As can be seen from the table below, around €280b, or (on average) >€6.4b p.a., will have been spent by the end of the latest FP cycle in 2027 (budget yet to be approved). Caveats about the number not being inflation adjusted and so forth, but this all-time average amounts to a relatively small expenditure, compared to the reported R&D expenditure of the super-spenders of the private sector, namely, Amazon, Alphabet, VW, and Samsung.
Indeed, taking the long view, if the EU were a multinational firm, it would be among the R&D mid-rank, somewhere around the Celgene, GSK or BMW level. However, if we look only at the next few years of Horizon Europe, the EU is certainly pushing into the upper-end of the table alongside the super-spenders. Not a trivial amount – but not vast, either.
| Program | Year adopted | Budget €b |
| FP1 | 1983 | 3.75* |
| FP2 | 1987 | 5.4* |
| FP3 | 1990 | 5.7* |
| FP4 | 1994 | 11.625* |
| FP5 | 1998 | 13.7* |
| FP6 | 2002 | 16.3 |
| FP7 | 2006 | 50 |
| FP 8 (Horizon 2020) | 2013 | 77 |
| FP9 (Horizon Europe) | Not yet adopted | 100 |
Over the years, there has been a certain amount of tinkering with the details of governance and process of awarding money within the FP (including who advises on the awarding). The roles of academics, business people and European officials have perhaps fluctuated in their relative influence on certain funding decisions; has every combination been tried? An innovation: the European Defence Agency (EDA) is not currently a significant funding agency (having allocated only about €500m to 150 R&T projects since 2004), but it might become so.
Policy advisory services & regulation
Science to support policy development, above all regulation, is perhaps the least advertised of EU scientific activities. It has grown up around the bureaucracy over time, rather than being created in dramatic steps.
Regulation is obviously a major task of the European Commission. Any such agency needs its own analysis and knowledge system to support its decisions – outside actors with vested interests might mislead it with partial or false information. This is one of the reasons why countries invest in scientific activity, and, indeed, why there is a direct, transaction line between taxpayers’ money, and funding of scientific activities that protect taxpayers’ interests (such as consumer regulation).
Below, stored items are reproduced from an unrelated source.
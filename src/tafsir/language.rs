//! Interface language selection and localized user-visible strings

use std::fmt;

/// Interface language, affecting prompt templates and UI text
#[derive(Debug, Clone, Copy, PartialEq, Eq, Default)]
pub enum Language {
    /// Arabic (right-to-left)
    #[default]
    Arabic,
    /// English
    English,
}

impl Language {
    /// Parse a language code, defaulting to Arabic for anything unrecognized
    #[must_use]
    pub fn from_code(code: &str) -> Self {
        if code.eq_ignore_ascii_case("en") {
            Self::English
        } else {
            Self::Arabic
        }
    }

    /// The two-letter language code
    #[must_use]
    pub const fn code(self) -> &'static str {
        match self {
            Self::Arabic => "ar",
            Self::English => "en",
        }
    }

    /// Whether this language renders right-to-left
    #[must_use]
    pub const fn is_rtl(self) -> bool {
        matches!(self, Self::Arabic)
    }

    /// The other language
    #[must_use]
    pub const fn toggled(self) -> Self {
        match self {
            Self::Arabic => Self::English,
            Self::English => Self::Arabic,
        }
    }

    /// Application title
    #[must_use]
    pub const fn title(self) -> &'static str {
        match self {
            Self::Arabic => "التفسير الميسر الناطق",
            Self::English => "Smart Facilitated Tafsir",
        }
    }

    /// One-line usage hint shown under the title
    #[must_use]
    pub const fn intro(self) -> &'static str {
        match self {
            Self::Arabic => "اختر السورة والآية للحصول على التفسير الميسر، أو اسأل سؤالاً دينياً.",
            Self::English => "Select a Surah and Verse for Facilitated Tafsir, or ask a question.",
        }
    }

    /// Heading shown above a generated interpretation
    #[must_use]
    pub const fn interpretation_heading(self) -> &'static str {
        match self {
            Self::Arabic => "التفسير الميسر",
            Self::English => "Interpretation",
        }
    }

    /// User-visible message for a failed interpretation request
    #[must_use]
    pub const fn generation_error_message(self) -> &'static str {
        match self {
            Self::Arabic => "حدث خطأ أثناء التفسير. يرجى المحاولة مرة أخرى.",
            Self::English => "An error occurred. Please try again.",
        }
    }

    /// User-visible message for a failed speech request
    #[must_use]
    pub const fn audio_error_message(self) -> &'static str {
        match self {
            Self::Arabic => "حدث خطأ أثناء توليد الصوت.",
            Self::English => "Error generating audio.",
        }
    }
}

impl fmt::Display for Language {
    fn fmt(&self, f: &mut fmt::Formatter<'_>) -> fmt::Result {
        f.write_str(self.code())
    }
}

#[cfg(test)]
mod tests {
    use super::*;

    #[test]
    fn unknown_codes_fall_back_to_arabic() {
        assert_eq!(Language::from_code("en"), Language::English);
        assert_eq!(Language::from_code("EN"), Language::English);
        assert_eq!(Language::from_code("ar"), Language::Arabic);
        assert_eq!(Language::from_code("fr"), Language::Arabic);
        assert_eq!(Language::from_code(""), Language::Arabic);
    }

    #[test]
    fn toggle_is_an_involution() {
        assert_eq!(Language::Arabic.toggled(), Language::English);
        assert_eq!(Language::Arabic.toggled().toggled(), Language::Arabic);
    }

    #[test]
    fn only_arabic_is_rtl() {
        assert!(Language::Arabic.is_rtl());
        assert!(!Language::English.is_rtl());
    }
}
Looked at this way, science that supports regulation is of high worth because it directly serves the people – the core of public service.
Besides the scientific activities the core EU institutions (including the European Investment Bank, and the European Commission’s JRC – the latter discussed here) might produce themselves, or buy from outside bodies such as consultancy firms, the EU also harbors about 30 legally-established agencies. Most but not all are tasked to supply information to support policy development and/or make regulatory decisions; they therefore form an important nexus for scientific activity.
The agencies cover a large range of knowledge, but roughly in four categories of health & environment; economy; defense & security; and human rights. In 2018, the agencies comprised about €4.2b of expenditure (2.9% of the EU’s total budget) while employing 11,400 people (17% of total EU staffing).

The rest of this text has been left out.